Re: RFC: new attributes

[Date Prev][Date Next][Thread Prev][Thread Next][Date Index][Thread Index]

 



On Sat, Aug 05, 2023 at 03:05:59PM -0700, Rick Macklem wrote:
> On Sat, Aug 5, 2023 at 7:51 AM Chuck Lever III <chuck.lever@xxxxxxxxxx> wrote:
> >
> > Hi Rick -
> >
> > > On Aug 4, 2023, at 6:18 PM, Rick Macklem <rick.macklem@xxxxxxxxx> wrote:
> > >
> > > Hi,
> > >
> > > I wrote an IETF draft proposing a few new attributes for NFSv4.2.
> > > Since there did not seem to be interest in them, I just
> > > let the draft expire.  However, David Noveck pinged
> > > me w.r.t. it, so I thought I'd ask here about it.
> > >
> > > All the attributes are meant to be "read only, per server file system":
> > > supported_ops - A bitmap of the operations supported.
> > >     The motivation was that NFS4ERR_NOTSUPP is supposed to
> > >      be "per server", although the rumour was that the Linux knfsd
> > >      uses it "per server file system".
> >
> > Before crafting new protocol, we should have a look at server
> > implementation behavior to see if it can be improved in this
> > area.
> >
> > Is Linux the only problematic implementation?
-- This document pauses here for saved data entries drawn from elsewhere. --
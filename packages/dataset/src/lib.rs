#![cfg_attr(feature = "fail-on-warnings", deny(warnings))]
#![warn(clippy::all, clippy::pedantic, clippy::nursery, clippy::cargo)]
#![allow(clippy::multiple_crate_versions, clippy::cargo_common_metadata)]

//! Immutable in-memory store of per-state annual rates.
//!
//! The store is built once at startup, either from the wide source CSV via
//! [`loader`] or directly from already-shaped records, and is read-only for
//! the rest of the process. Construction validates that every state has
//! exactly one record per year in the configured [`YearRange`] and that the
//! national series covers the same years; any violation is a fatal
//! [`DatasetError`].

pub mod loader;
pub mod parsing;

use std::collections::BTreeMap;

use rate_map_geography_models::states::abbr_to_state;
use rate_map_rates_models::{NationalAverageRecord, RateRecord, YearRange};
use thiserror::Error;

pub use loader::{load_from_path, load_from_reader};

/// Errors that can occur while loading or validating the dataset.
#[derive(Debug, Error)]
pub enum DatasetError {
    /// Reading the source file failed.
    #[error("I/O error: {0}")]
    Io(#[from] std::io::Error),

    /// CSV parsing failed.
    #[error("CSV error: {0}")]
    Csv(#[from] csv::Error),

    /// A required column is absent from the header row.
    #[error("Missing column '{column}'")]
    MissingColumn {
        /// Header label that was expected.
        column: String,
    },

    /// A data row has an empty identifier cell.
    #[error("Row on line {line} has no state identifier")]
    MissingIdentifier {
        /// One-based line number in the source file.
        line: usize,
    },

    /// A rate cell is empty, unparseable, negative, or not finite.
    #[error("Invalid rate '{value}' for {state} in {year}")]
    InvalidRate {
        /// State (or national row) the cell belongs to.
        state: String,
        /// Year column of the cell.
        year: u16,
        /// Raw cell contents.
        value: String,
    },

    /// The same state appears on more than one row.
    #[error("Duplicate row for {state}")]
    DuplicateState {
        /// State name.
        state: String,
    },

    /// More than one record exists for a (state, year) pair.
    #[error("Duplicate record for {state} in {year}")]
    DuplicateRecord {
        /// State name.
        state: String,
        /// Year.
        year: u16,
    },

    /// A state is missing a year inside the range.
    #[error("{state} has no record for {year}")]
    MissingYear {
        /// State name.
        state: String,
        /// Year without a record.
        year: u16,
    },

    /// A record lies outside the configured year range.
    #[error("Record for {state} in {year} is outside the year range {first}-{last}")]
    YearOutOfRange {
        /// State name.
        state: String,
        /// Offending year.
        year: u16,
        /// First year of the range.
        first: u16,
        /// Last year of the range.
        last: u16,
    },

    /// The aggregate national row is absent.
    #[error("National average row not found")]
    MissingNationalRow,

    /// The national series does not cover the year range exactly.
    #[error("National series has no single value for {year}")]
    MissingNationalYear {
        /// Year without exactly one national value.
        year: u16,
    },

    /// No state rows survived loading.
    #[error("Dataset contains no state rows")]
    Empty,
}

/// The validated, read-only rate table plus the national series.
#[derive(Debug)]
pub struct DatasetStore {
    /// Sorted by state name, then year. Each state's records form one
    /// contiguous run of exactly `years.len()` entries.
    records: Vec<RateRecord>,
    /// One entry per year, ascending.
    national: Vec<NationalAverageRecord>,
    years: YearRange,
    /// State name to the start of its run in `records`.
    index: BTreeMap<String, usize>,
    states: Vec<String>,
}

impl DatasetStore {
    /// Builds a store from shaped records.
    ///
    /// # Errors
    ///
    /// Returns [`DatasetError`] if the records do not hold exactly one
    /// record per state per year in `years`, if the national series does
    /// not hold exactly one value per year, or if there are no records.
    pub fn new(
        mut records: Vec<RateRecord>,
        mut national: Vec<NationalAverageRecord>,
        years: YearRange,
    ) -> Result<Self, DatasetError> {
        if records.is_empty() {
            return Err(DatasetError::Empty);
        }

        records.sort_by(|a, b| a.state.cmp(&b.state).then(a.year.cmp(&b.year)));

        let mut index = BTreeMap::new();
        let mut start = 0;
        for run in records.chunk_by(|a, b| a.state == b.state) {
            let Some(first) = run.first() else {
                continue;
            };
            validate_series(&first.state, run.iter().map(|r| r.year), years)?;
            index.insert(first.state.clone(), start);
            start += run.len();
        }

        national.sort_by_key(|n| n.year);
        validate_series("U.S.A.", national.iter().map(|n| n.year), years).map_err(|e| {
            match e {
                DatasetError::MissingYear { year, .. }
                | DatasetError::DuplicateRecord { year, .. }
                | DatasetError::YearOutOfRange { year, .. } => {
                    DatasetError::MissingNationalYear { year }
                }
                other => other,
            }
        })?;

        let states = index.keys().cloned().collect();

        Ok(Self {
            records,
            national,
            years,
            index,
            states,
        })
    }

    /// Every record, sorted by state then year.
    #[must_use]
    pub fn records(&self) -> &[RateRecord] {
        &self.records
    }

    /// The national average series, ascending by year.
    #[must_use]
    pub fn national_series(&self) -> &[NationalAverageRecord] {
        &self.national
    }

    /// The closed year range every series covers.
    #[must_use]
    pub const fn year_range(&self) -> YearRange {
        self.years
    }

    /// State names, sorted.
    #[must_use]
    pub fn states(&self) -> &[String] {
        &self.states
    }

    /// Whether `state` is present in the store.
    #[must_use]
    pub fn contains_state(&self, state: &str) -> bool {
        self.index.contains_key(state)
    }

    /// Resolves a postal abbreviation to a state name present in the store.
    #[must_use]
    pub fn state_for_abbreviation(&self, abbreviation: &str) -> Option<&str> {
        let name = abbr_to_state(abbreviation)?;
        self.index
            .get_key_value(name)
            .map(|(state, _)| state.as_str())
    }

    /// The full series for one state, ascending by year.
    #[must_use]
    pub fn state_series(&self, state: &str) -> Option<&[RateRecord]> {
        let start = *self.index.get(state)?;
        self.records.get(start..start + self.years.len())
    }

    /// The record for one state in one year.
    #[must_use]
    pub fn record(&self, state: &str, year: u16) -> Option<&RateRecord> {
        let offset = self.years.offset(year)?;
        self.state_series(state)?.get(offset)
    }

    /// Every state's record for `year`, in state-name order. Empty when
    /// `year` is outside the range.
    pub fn year_records(&self, year: u16) -> impl Iterator<Item = &RateRecord> + '_ {
        let offset = self.years.offset(year);
        self.index
            .values()
            .filter_map(move |start| offset.and_then(|o| self.records.get(start + o)))
    }

    /// The national average for `year`.
    #[must_use]
    pub fn national_rate(&self, year: u16) -> Option<f64> {
        let offset = self.years.offset(year)?;
        self.national.get(offset).map(|n| n.rate)
    }
}

/// Checks that an ascending sequence of years is exactly `years`.
fn validate_series(
    state: &str,
    series: impl Iterator<Item = u16>,
    years: YearRange,
) -> Result<(), DatasetError> {
    let mut expected = years.iter();

    for year in series {
        if !years.contains(year) {
            return Err(DatasetError::YearOutOfRange {
                state: state.to_owned(),
                year,
                first: years.first(),
                last: years.last(),
            });
        }
        match expected.next() {
            Some(want) if want == year => {}
            Some(want) if year > want => {
                return Err(DatasetError::MissingYear {
                    state: state.to_owned(),
                    year: want,
                });
            }
            _ => {
                return Err(DatasetError::DuplicateRecord {
                    state: state.to_owned(),
                    year,
                });
            }
        }
    }

    if let Some(year) = expected.next() {
        return Err(DatasetError::MissingYear {
            state: state.to_owned(),
            year,
        });
    }

    Ok(())
}
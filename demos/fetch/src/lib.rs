//! # Fetch Demo
//!
//! A minimal host store wired to the kickoff pipeline.
//!
//! The kickoff crates deliberately own no store; they consume an event
//! sink and a state accessor. This demo supplies the host side: a
//! [`FetchStore`] that keeps one [`State`] slice per operation kind,
//! routes each dispatched event to the slice whose kind matches, and folds
//! it in with [`reduce`].
//!
//! ## Example
//!
//! ```
//! use fetch_demo::FetchStore;
//! use kickoff_core::{LifecycleEvent, Status};
//! use kickoff_runtime::EventSink;
//!
//! let store: FetchStore<String> = FetchStore::new();
//! store.register("GREETING", String::new());
//!
//! store.dispatch(LifecycleEvent::success("GREETING", "hello".to_string()));
//!
//! let slice = store.state("GREETING").unwrap();
//! assert_eq!(slice.status(), Status::Success);
//! assert_eq!(slice.data, "hello");
//! ```

use std::collections::HashMap;
use std::sync::{Arc, PoisonError, RwLock};

use kickoff_core::{LifecycleEvent, ReducerPolicy, State, reduce};
use kickoff_runtime::{EventSink, StateReader};
use thiserror::Error;

/// Errors that can occur when querying the demo store.
#[derive(Error, Debug, Clone, PartialEq, Eq)]
pub enum FetchStoreError {
    /// No slice has been registered under the requested kind.
    #[error("no slice registered for kind: {0}")]
    UnknownSlice(String),
}

/// A small multi-slice host store.
///
/// Keeps one [`State`] per operation kind behind an `RwLock`, and applies
/// [`reduce`] under its policy whenever an event for a registered kind is
/// dispatched. Events addressed to unregistered kinds are logged and
/// dropped; this store chooses not to fail the dispatcher.
///
/// Clones share the same slices, so one clone can be handed to the driver
/// while another serves queries.
#[derive(Debug)]
pub struct FetchStore<T> {
    slices: Arc<RwLock<HashMap<String, State<T>>>>,
    policy: ReducerPolicy,
}

impl<T: Clone> FetchStore<T> {
    /// A store reducing under the default policy.
    #[must_use]
    pub fn new() -> Self {
        Self::with_policy(ReducerPolicy::default())
    }

    /// A store reducing under a custom policy.
    #[must_use]
    pub fn with_policy(policy: ReducerPolicy) -> Self {
        Self {
            slices: Arc::new(RwLock::new(HashMap::new())),
            policy,
        }
    }

    /// Register a slice under a kind, seeded pending.
    ///
    /// Replaces any existing slice of the same kind with a fresh one.
    pub fn register(&self, kind: impl Into<String>, seed: T) {
        self.slices
            .write()
            .unwrap_or_else(PoisonError::into_inner)
            .insert(kind.into(), State::new(seed));
    }

    /// A snapshot of the slice registered under `kind`.
    ///
    /// # Errors
    ///
    /// Returns [`FetchStoreError::UnknownSlice`] if no slice has been
    /// registered under that kind.
    pub fn state(&self, kind: &str) -> Result<State<T>, FetchStoreError> {
        self.slices
            .read()
            .unwrap_or_else(PoisonError::into_inner)
            .get(kind)
            .cloned()
            .ok_or_else(|| FetchStoreError::UnknownSlice(kind.to_string()))
    }
}

impl<T: Clone> Default for FetchStore<T> {
    fn default() -> Self {
        Self::new()
    }
}

impl<T> Clone for FetchStore<T> {
    fn clone(&self) -> Self {
        Self {
            slices: Arc::clone(&self.slices),
            policy: self.policy.clone(),
        }
    }
}

impl<T: Clone + Send + Sync> EventSink<T> for FetchStore<T> {
    fn dispatch(&self, event: LifecycleEvent<T>) {
        let mut slices = self.slices.write().unwrap_or_else(PoisonError::into_inner);
        match slices.get_mut(event.kind()) {
            Some(slice) => *slice = reduce(slice, &event, &self.policy),
            None => {
                tracing::warn!(kind = event.kind(), "event for unregistered kind dropped");
            },
        }
    }
}

impl<T: Clone + Send + Sync> StateReader for FetchStore<T> {
    type Snapshot = HashMap<String, State<T>>;

    fn read(&self) -> Self::Snapshot {
        self.slices
            .read()
            .unwrap_or_else(PoisonError::into_inner)
            .clone()
    }
}

/// What the fake greeting endpoint returns.
#[derive(Debug, Clone, PartialEq, Eq)]
pub struct Greeting {
    /// The rendered greeting line.
    pub message: String,
}

/// Errors produced by the fake endpoints.
#[derive(Error, Debug)]
pub enum EndpointError {
    /// The service did not answer.
    #[error("greeting service unreachable")]
    Unreachable,
}

/// A fake endpoint that answers after a short delay.
///
/// # Errors
///
/// Never fails; the signature matches a real network call.
pub async fn fetch_greeting(name: &str) -> Result<Greeting, EndpointError> {
    tokio::time::sleep(std::time::Duration::from_millis(10)).await;
    Ok(Greeting {
        message: format!("hello, {name}"),
    })
}

/// A fake endpoint that is always down.
///
/// # Errors
///
/// Always returns [`EndpointError::Unreachable`].
pub async fn flaky_greeting() -> Result<Greeting, EndpointError> {
    tokio::time::sleep(std::time::Duration::from_millis(10)).await;
    Err(EndpointError::Unreachable)
}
Send email,
> > bug reports, or patches... we'll consider them.
> >
> This was discussed on the IETF working group mailing list some years
> ago.  I was asking if NFS4ERR_NOTSUPP could be used "per server
> file system" or "per server". Tom Haynes said his intent was "per server",
> but that was not clear in the RFC.  The only place in any RFC where it
> seemed to indicate "per server" was the definition for NFS4ERR_NOTSUPP
> as follows:
> 15.1.1.5.  NFS4ERR_NOTSUPP (Error Code 10004)
> 
>    Operation not supported, either because the operation is an OPTIONAL
>    one and is not supported by this server or because the operation MUST
>    NOT be implemented in the current minor version.
> 
> Bruce Fields noted that he thought the Linux knfsd was doing NFS4ERR_NOTSUPP
> w.r.t. optional 4.2 operations on a "per file system basis" and there was some
> mumbling to the effect that it should be applicable "per server file system".
> 
> In FreeBSD, certain 4.2 operations (such as Allocate) can only be done
> on certain file systems.
> Without a way to indicate to a client that this operation is supported on
> file system X but not file system Y, the server is forced to not support the
> operation. (It is currently controlled by a tunable that a sysadmin could
> set incorrectly and result in NFS4ERR_NOTSUPP for some of the file
> systems. As such, you could say that the FreeBSD server can do this.)
> 
> I do not have a Linux server with various types of file systems to confirm
> if what Bruce Fields thought was the case is actually the case.

I wondered if the subtle difference between "per-server" and "per-
server filesystem" would have implications for extensibility (RFC
8178) but I don't see anything specific there. It distinguishes
between

  NFS4ERR_ILLEGAL - operation is not valid for this minor version

and

  NFS4ERR_NOTSUPP - operation is valid for this minor version but is
  not supported by this implementation

Because the specs are not clear about this, a client could remember
the support status of an operation and not use that operation at all
when a server shares a mix of filesystems that support a feature and
filesystems that do not.

But it looks like we have a de facto deviation from what was intended
but not written in the protocol specs -- NFS4ERR_NOTSUPP is used by
some implementations on a per-filesystem basis (not that I've actually
audited the Linux server implementation yet).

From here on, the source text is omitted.